Just this morning, I met a beautiful little girl named Shrabonti in Mirpur, a slum in the Northwest of Dhaka, while visiting a study site exploring the link between intestinal infections, nutrition, and cognitive development. Shrabonti, who shares her name with the rainy season, looked fairly normal, until I realized that she was already 20 months old.
She only weighed 19lbs, the size and weight of a healthy nine-month-old. Shrabonti had already been sick 27 times in her short life, including seven bouts of diarrhea. I was left thinking—life shouldn’t be so hard for her. How do we make sure that all children like Shrabonti have the greatest chance of living up to their full potential?

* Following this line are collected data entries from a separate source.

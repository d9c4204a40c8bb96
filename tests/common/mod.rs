//! Test utilities and helper functions for the corposeek test suite

use corposeek::{ClientConfig, SearchClient};
use mockito::ServerGuard;

/// Two-result payload used by the baseline search scenario
#[allow(dead_code)]
pub const ROUTER_PAYLOAD: &str = r#"{
    "results": [
        {"document": "doc1", "score": 0.92, "snippet": "...router..."},
        {"document": "doc2", "score": 0.81, "snippet": "...router..."}
    ]
}"#;

/// Start a mock search service
#[allow(dead_code)]
pub async fn mock_service() -> ServerGuard {
    mockito::Server::new_async().await
}

/// Build a `SearchClient` pointed at a mock service
#[allow(dead_code)]
pub fn client_for(server: &ServerGuard) -> SearchClient {
    let config = ClientConfig::builder()
        .base_url(server.url())
        .build()
        .expect("mock server URL should be valid");
    SearchClient::new(&config).expect("client construction should succeed")
}

/// Build a `SearchClient` pointed at a port nothing listens on
#[allow(dead_code)]
pub fn unreachable_client() -> SearchClient {
    let config = ClientConfig::builder()
        .base_url("http://127.0.0.1:1/api")
        .build()
        .expect("URL should be valid");
    SearchClient::new(&config).expect("client construction should succeed")
}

NICK: Should American presidents focus on the economy or on national security? Obviously, the answer is both. We have many priorities and we’re fated to juggle them all. In the same way, combating malaria is important not only to save lives but also to promote economic development – but education is also critically important to build skills and transform economies and societies. So I agree with Melinda that we don’t have the luxury of picking and choosing a single target; to make a difference, we have to be jugglers.
That said, I think Robert is right that we have to scrutinize the challenges and figure out where we can be more cost-effective. One of the things that the development community has gotten better at doing is introducing metrics and rigor to see what kinds of interventions get the most bang for the buck. I do think that the evidence is pretty good that work in both education and public health tend to be highly cost-effective, and also are mutually supportive. Deworm kids and give them bed nets, and they’ll miss less school. And as they become better educated, they’ll become more concerned with their own health and will have fewer children whose health they’ll take better care of. We’re already seeing this virtuous cycle in action right now, which is why Africa is economically the fastest growing part of the world today.